-- DATA FOR PROCESSING follows --
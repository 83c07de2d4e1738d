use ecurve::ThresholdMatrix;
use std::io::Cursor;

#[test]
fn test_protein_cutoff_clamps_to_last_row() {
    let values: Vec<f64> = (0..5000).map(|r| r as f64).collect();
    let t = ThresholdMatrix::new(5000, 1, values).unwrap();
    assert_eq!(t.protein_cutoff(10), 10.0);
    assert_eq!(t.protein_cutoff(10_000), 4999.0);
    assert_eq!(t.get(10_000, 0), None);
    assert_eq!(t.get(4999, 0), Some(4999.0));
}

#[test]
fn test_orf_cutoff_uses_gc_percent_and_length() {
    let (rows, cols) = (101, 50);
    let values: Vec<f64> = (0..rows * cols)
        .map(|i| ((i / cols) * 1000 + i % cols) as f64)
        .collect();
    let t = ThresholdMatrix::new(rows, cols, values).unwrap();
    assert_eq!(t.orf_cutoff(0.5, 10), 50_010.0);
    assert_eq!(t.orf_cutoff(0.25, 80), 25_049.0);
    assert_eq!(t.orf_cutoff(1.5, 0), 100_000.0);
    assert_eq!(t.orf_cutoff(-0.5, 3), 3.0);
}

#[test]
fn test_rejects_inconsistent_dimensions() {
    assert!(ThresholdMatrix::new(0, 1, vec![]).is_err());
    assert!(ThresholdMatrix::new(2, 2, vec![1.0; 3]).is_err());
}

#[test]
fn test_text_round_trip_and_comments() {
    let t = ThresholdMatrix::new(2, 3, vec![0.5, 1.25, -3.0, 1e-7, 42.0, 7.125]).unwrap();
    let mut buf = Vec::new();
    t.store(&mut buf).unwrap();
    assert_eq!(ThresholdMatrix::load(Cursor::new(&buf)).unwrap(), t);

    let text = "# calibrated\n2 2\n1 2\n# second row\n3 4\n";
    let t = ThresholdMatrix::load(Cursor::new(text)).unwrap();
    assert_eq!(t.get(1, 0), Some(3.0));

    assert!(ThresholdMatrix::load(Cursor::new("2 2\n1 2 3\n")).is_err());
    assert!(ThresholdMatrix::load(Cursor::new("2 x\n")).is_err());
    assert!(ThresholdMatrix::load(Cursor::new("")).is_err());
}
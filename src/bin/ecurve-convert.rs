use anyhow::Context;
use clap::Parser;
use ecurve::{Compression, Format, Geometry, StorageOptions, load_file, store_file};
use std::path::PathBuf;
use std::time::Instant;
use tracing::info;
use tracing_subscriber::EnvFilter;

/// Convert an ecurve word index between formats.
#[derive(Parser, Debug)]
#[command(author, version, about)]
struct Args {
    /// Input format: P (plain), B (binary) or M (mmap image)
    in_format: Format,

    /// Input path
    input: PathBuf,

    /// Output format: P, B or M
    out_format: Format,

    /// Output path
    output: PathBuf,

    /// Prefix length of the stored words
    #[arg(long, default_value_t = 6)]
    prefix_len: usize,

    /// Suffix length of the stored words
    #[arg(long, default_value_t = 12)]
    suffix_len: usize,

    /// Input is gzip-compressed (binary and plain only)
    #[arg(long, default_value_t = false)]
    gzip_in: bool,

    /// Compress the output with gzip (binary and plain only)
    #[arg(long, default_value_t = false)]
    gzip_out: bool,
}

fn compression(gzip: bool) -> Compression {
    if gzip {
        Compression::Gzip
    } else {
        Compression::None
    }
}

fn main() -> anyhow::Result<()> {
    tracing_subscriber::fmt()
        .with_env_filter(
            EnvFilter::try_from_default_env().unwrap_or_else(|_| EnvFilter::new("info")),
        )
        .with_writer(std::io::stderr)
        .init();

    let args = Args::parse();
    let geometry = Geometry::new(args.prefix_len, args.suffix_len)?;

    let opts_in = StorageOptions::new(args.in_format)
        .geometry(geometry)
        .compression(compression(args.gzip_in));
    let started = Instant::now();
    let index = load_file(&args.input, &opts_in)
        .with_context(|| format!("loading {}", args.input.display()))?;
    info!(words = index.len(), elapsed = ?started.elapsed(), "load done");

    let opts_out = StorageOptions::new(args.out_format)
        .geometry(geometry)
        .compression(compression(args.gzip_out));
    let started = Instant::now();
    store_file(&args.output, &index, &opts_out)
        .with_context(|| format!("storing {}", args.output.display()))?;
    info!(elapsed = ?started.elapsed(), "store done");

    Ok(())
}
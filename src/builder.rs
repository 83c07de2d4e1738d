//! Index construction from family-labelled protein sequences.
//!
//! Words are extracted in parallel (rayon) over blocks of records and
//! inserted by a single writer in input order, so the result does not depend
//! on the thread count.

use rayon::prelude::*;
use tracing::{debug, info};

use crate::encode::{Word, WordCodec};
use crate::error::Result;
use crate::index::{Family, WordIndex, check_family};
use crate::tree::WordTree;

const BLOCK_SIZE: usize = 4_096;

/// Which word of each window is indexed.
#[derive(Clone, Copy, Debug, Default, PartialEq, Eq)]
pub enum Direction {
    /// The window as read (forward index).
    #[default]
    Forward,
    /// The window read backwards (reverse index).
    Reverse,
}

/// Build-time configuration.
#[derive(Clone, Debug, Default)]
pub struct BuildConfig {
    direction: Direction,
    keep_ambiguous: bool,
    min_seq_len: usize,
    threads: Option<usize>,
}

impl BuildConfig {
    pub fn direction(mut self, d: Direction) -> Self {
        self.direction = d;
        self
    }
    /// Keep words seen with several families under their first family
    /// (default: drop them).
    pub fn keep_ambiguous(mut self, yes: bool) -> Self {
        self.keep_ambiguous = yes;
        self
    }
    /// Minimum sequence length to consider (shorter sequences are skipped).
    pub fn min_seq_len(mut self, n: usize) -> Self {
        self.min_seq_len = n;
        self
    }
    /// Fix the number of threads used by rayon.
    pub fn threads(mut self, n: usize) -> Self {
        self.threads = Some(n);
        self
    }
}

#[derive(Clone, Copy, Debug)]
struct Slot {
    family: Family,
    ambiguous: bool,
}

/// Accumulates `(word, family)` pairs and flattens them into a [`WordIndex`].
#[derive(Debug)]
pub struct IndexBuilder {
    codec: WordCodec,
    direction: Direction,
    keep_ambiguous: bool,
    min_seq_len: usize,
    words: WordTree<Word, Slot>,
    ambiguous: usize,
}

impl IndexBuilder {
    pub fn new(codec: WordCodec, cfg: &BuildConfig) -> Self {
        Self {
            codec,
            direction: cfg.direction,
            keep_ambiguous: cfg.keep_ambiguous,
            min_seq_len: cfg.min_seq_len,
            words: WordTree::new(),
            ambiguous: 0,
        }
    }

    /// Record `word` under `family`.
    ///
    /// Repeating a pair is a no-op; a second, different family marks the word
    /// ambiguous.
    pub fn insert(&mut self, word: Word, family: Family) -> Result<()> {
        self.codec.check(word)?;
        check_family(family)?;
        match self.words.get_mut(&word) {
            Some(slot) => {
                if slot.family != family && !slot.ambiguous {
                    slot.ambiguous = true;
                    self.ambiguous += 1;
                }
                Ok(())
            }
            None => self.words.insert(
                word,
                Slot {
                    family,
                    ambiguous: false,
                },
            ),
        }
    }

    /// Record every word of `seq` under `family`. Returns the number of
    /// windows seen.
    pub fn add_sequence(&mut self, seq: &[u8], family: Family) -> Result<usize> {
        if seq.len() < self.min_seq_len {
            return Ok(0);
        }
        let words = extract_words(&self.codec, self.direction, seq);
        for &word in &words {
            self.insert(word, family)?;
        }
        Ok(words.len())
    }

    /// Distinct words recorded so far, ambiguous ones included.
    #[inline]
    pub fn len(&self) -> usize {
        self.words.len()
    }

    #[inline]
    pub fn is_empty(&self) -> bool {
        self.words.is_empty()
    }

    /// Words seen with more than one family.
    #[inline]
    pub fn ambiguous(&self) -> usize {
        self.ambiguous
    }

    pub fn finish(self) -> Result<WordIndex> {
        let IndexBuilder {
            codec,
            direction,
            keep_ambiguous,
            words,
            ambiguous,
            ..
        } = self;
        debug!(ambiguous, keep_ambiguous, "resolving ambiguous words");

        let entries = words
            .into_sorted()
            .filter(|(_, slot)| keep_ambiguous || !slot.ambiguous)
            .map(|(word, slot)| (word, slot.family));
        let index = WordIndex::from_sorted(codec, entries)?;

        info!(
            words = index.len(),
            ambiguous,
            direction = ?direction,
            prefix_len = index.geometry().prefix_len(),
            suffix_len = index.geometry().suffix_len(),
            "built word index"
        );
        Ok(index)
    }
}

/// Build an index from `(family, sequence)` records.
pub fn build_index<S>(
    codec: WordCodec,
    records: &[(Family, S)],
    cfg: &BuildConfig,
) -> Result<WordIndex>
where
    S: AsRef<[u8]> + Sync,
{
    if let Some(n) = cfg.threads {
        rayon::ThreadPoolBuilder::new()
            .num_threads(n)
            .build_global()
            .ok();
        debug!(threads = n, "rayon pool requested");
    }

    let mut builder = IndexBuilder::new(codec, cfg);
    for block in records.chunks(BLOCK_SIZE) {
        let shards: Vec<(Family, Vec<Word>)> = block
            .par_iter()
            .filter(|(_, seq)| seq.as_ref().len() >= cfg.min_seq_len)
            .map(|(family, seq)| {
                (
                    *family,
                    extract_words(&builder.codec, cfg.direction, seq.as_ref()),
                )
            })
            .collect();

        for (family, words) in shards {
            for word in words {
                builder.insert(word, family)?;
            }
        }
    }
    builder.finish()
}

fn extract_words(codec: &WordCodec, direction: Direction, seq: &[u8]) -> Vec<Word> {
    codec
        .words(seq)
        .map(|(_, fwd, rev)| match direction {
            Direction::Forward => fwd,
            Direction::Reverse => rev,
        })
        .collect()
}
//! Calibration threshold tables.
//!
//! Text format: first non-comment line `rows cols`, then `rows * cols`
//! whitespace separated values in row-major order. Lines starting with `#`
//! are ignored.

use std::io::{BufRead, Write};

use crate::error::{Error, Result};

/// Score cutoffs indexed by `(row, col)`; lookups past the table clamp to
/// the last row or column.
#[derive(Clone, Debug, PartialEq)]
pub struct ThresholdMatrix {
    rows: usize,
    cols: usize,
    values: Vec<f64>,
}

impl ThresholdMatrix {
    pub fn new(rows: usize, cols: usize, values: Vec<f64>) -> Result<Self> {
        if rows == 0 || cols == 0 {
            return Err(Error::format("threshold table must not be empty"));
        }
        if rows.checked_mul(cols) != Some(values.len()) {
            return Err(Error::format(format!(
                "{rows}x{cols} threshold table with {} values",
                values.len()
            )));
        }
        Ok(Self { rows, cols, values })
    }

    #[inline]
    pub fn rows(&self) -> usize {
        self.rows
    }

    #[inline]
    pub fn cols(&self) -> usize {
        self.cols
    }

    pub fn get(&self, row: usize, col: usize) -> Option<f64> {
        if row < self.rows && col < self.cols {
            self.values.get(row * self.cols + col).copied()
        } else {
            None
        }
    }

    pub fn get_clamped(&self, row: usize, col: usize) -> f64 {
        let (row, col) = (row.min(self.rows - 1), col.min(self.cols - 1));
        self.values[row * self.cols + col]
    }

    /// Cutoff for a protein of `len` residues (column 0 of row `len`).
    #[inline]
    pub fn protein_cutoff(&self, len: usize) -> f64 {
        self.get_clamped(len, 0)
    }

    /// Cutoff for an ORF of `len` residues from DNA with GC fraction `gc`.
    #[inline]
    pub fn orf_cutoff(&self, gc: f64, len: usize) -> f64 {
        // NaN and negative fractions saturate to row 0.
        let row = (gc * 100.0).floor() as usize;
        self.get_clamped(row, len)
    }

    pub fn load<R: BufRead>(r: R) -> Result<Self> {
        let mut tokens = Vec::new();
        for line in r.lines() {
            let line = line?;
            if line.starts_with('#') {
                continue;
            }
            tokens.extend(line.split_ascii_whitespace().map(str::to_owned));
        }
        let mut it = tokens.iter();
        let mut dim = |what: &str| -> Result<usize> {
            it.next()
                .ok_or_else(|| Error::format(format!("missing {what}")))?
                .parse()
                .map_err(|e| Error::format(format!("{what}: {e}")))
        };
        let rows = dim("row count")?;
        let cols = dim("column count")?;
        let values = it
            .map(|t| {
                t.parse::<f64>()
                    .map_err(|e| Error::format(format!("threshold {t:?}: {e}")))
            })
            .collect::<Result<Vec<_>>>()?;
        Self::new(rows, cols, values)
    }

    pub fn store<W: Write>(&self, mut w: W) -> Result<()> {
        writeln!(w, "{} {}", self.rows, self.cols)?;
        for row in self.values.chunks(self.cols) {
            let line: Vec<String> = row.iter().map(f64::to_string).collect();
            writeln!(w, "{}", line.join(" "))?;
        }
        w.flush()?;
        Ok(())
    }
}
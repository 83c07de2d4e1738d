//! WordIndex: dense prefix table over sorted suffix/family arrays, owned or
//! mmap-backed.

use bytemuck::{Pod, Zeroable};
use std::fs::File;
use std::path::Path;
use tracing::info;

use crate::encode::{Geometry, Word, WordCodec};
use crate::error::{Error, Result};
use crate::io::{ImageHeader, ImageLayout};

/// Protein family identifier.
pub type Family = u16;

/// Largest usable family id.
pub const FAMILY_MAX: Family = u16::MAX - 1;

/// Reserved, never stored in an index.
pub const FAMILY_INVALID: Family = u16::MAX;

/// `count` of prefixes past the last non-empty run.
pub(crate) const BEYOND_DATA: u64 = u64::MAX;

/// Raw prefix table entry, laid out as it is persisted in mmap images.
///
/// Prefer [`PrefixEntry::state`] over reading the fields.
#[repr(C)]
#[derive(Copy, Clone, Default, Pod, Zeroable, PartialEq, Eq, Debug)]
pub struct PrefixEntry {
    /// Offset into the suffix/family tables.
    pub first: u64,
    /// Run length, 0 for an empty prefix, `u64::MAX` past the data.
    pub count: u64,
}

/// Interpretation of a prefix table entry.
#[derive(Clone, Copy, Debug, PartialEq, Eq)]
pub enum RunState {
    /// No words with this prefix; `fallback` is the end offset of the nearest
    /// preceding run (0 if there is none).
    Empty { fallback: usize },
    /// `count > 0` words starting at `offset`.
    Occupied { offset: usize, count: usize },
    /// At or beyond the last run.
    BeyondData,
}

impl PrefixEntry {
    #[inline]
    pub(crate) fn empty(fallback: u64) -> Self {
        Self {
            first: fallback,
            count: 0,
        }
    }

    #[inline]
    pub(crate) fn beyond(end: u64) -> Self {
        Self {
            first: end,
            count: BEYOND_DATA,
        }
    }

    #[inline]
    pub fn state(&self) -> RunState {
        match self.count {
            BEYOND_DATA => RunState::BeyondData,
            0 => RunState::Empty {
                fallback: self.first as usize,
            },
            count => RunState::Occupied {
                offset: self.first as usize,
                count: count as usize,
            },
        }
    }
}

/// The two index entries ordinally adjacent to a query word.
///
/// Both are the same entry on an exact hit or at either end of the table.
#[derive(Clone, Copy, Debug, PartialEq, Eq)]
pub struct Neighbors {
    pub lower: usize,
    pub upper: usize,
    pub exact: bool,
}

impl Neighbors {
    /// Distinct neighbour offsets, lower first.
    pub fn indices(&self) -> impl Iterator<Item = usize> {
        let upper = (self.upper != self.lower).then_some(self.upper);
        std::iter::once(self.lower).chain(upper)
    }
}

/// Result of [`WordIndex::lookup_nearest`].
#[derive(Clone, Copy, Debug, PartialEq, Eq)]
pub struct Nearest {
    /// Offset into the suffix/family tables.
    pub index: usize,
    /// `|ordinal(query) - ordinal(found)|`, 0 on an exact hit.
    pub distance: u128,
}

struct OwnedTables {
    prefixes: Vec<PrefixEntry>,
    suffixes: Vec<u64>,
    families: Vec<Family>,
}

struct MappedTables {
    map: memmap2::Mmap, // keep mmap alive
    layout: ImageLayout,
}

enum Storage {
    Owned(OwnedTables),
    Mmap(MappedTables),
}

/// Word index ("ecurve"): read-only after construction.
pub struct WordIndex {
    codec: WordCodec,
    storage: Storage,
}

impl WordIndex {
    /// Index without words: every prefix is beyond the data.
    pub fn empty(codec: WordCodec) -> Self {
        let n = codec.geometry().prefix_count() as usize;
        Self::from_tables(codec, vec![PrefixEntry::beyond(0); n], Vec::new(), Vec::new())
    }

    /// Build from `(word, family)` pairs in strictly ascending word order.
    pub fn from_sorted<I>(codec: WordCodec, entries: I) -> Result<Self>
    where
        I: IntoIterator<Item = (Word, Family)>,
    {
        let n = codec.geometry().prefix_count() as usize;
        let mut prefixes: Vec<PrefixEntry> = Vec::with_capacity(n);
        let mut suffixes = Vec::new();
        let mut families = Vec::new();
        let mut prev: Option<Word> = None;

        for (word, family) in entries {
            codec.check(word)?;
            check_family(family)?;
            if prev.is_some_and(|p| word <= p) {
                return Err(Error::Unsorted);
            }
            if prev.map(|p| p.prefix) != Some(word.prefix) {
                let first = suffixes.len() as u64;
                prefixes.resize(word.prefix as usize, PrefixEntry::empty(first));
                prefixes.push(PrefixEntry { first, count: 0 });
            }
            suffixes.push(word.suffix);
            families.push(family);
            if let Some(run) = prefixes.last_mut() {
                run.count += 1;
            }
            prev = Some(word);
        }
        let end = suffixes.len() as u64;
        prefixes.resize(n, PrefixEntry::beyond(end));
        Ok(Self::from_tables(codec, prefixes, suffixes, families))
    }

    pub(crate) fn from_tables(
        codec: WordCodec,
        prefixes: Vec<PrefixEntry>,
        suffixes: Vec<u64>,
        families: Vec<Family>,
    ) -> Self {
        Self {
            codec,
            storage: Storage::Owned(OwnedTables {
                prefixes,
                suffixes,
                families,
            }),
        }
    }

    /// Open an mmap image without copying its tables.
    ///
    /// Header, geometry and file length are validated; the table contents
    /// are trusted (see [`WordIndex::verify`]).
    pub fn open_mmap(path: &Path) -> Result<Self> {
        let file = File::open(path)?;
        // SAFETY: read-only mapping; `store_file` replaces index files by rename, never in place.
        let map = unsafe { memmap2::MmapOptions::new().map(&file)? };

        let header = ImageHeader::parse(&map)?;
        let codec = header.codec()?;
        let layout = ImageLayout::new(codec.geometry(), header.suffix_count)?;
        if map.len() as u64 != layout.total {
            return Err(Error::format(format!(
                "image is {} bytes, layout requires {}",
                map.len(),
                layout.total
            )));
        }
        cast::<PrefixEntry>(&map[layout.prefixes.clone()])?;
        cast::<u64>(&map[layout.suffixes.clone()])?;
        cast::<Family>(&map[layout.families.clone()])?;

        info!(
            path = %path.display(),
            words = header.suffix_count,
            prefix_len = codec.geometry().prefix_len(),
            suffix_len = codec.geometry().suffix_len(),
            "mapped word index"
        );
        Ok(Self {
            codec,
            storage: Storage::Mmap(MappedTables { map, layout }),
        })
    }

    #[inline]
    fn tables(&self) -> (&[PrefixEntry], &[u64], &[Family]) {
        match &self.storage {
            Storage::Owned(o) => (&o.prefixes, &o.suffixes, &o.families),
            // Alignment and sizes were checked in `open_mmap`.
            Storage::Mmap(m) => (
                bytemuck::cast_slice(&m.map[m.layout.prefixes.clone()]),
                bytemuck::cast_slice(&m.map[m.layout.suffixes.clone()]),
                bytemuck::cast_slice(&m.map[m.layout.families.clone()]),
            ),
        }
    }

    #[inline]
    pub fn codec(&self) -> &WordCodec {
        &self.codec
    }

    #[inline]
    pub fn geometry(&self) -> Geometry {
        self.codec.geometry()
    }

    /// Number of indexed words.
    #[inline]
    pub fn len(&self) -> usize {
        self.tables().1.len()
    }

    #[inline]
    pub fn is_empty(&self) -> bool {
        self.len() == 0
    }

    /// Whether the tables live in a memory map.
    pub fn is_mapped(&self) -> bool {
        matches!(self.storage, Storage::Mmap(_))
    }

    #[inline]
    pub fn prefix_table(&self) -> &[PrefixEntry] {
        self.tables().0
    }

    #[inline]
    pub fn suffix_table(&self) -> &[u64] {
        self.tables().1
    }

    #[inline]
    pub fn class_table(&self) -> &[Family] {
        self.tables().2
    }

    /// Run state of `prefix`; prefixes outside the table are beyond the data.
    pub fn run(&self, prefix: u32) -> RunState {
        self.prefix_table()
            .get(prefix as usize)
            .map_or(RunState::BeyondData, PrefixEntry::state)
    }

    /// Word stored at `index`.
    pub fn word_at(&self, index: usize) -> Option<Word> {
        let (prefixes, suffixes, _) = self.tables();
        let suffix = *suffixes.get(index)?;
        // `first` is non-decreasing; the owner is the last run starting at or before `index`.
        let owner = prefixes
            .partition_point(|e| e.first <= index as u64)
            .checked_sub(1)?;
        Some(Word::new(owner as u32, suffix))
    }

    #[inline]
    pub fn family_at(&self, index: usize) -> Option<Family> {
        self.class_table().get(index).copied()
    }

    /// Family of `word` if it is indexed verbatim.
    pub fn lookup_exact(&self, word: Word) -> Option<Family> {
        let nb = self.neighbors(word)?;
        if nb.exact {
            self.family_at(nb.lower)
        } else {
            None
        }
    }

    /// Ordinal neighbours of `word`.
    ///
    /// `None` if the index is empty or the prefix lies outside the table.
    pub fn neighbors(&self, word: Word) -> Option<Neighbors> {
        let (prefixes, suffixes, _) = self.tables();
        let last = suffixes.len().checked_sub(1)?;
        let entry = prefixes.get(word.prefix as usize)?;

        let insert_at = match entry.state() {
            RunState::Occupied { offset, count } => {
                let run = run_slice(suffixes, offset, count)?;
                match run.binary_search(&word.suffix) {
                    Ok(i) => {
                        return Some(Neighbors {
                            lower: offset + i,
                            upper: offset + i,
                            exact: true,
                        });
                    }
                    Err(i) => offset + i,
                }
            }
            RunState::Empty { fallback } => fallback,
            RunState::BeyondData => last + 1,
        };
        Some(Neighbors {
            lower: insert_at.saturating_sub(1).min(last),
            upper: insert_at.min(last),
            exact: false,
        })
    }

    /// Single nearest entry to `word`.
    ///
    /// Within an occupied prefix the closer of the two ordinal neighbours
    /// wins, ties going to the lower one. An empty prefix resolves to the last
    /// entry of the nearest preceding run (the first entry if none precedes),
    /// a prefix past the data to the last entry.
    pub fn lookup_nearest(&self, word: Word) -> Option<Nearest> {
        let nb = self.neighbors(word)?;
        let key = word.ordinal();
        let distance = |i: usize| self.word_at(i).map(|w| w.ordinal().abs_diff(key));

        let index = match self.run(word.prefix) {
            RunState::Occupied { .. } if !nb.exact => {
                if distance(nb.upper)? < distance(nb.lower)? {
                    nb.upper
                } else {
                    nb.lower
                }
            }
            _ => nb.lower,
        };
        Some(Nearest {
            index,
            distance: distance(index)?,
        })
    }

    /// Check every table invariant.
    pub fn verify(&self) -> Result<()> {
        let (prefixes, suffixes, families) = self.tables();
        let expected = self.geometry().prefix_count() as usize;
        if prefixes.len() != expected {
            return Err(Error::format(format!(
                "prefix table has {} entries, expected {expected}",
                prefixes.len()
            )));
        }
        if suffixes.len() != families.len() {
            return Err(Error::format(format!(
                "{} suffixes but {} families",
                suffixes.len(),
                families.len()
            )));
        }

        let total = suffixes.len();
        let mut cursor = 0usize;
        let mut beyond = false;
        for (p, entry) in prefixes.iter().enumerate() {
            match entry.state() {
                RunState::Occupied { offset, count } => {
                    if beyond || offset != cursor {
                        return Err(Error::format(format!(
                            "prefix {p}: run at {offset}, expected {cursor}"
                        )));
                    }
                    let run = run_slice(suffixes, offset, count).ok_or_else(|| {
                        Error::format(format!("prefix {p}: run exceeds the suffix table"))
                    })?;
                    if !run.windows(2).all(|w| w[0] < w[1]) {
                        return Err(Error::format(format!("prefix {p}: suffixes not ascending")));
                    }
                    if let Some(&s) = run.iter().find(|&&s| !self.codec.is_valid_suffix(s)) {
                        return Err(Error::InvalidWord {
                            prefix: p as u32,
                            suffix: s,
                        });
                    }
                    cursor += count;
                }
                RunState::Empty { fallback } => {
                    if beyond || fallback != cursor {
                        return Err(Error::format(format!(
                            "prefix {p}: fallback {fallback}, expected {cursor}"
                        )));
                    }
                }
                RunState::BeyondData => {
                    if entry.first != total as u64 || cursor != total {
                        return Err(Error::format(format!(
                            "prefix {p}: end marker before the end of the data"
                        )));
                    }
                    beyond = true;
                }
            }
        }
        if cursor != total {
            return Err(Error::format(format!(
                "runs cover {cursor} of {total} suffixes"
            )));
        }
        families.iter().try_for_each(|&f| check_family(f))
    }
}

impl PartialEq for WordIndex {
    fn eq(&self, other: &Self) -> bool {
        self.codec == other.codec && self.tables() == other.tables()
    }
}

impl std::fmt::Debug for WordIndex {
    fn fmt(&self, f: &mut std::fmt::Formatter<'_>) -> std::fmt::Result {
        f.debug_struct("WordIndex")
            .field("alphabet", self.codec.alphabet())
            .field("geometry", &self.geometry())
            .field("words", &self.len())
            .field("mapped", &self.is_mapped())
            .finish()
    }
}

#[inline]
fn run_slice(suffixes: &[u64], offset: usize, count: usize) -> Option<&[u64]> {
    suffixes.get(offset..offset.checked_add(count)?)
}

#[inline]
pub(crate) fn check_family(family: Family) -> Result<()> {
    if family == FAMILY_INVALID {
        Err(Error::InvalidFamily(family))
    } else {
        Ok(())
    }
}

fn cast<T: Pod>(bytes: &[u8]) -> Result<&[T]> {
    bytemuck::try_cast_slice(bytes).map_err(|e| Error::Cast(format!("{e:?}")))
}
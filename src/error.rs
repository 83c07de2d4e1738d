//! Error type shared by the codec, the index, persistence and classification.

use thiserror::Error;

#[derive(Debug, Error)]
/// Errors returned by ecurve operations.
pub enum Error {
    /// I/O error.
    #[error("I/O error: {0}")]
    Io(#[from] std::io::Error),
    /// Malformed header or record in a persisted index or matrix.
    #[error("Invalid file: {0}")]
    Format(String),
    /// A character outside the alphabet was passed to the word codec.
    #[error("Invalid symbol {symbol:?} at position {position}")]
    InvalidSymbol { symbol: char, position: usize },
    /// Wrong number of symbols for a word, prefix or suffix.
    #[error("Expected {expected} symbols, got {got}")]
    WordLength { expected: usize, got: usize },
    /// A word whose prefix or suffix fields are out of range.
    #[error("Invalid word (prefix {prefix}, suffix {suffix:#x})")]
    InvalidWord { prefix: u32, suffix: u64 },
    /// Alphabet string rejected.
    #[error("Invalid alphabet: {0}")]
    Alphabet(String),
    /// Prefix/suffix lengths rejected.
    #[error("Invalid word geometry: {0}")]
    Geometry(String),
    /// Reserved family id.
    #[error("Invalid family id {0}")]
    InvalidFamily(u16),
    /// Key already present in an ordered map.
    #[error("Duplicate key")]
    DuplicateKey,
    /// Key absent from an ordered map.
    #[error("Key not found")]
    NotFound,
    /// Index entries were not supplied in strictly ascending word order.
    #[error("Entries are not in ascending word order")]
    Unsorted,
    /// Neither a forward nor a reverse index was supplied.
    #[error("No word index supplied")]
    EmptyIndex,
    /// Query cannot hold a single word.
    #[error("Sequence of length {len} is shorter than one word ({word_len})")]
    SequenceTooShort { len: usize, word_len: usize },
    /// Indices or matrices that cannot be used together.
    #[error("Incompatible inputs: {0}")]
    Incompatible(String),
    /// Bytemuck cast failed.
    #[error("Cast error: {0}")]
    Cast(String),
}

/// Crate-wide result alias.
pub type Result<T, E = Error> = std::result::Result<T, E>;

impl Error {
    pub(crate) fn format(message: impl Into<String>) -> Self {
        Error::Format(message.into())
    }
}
-- DATA FOR PROCESSING concluded --
WHAT IS REQUIRED: Out of the records above, pull the lines that include the word "total".

OUTPUT OF THE EXERCISE:
        if map.len() as u64 != layout.total {
                layout.total
        let total = suffixes.len();
                    if entry.first != total as u64 || cursor != total {
        if cursor != total {
                "runs cover {cursor} of {total} suffixes"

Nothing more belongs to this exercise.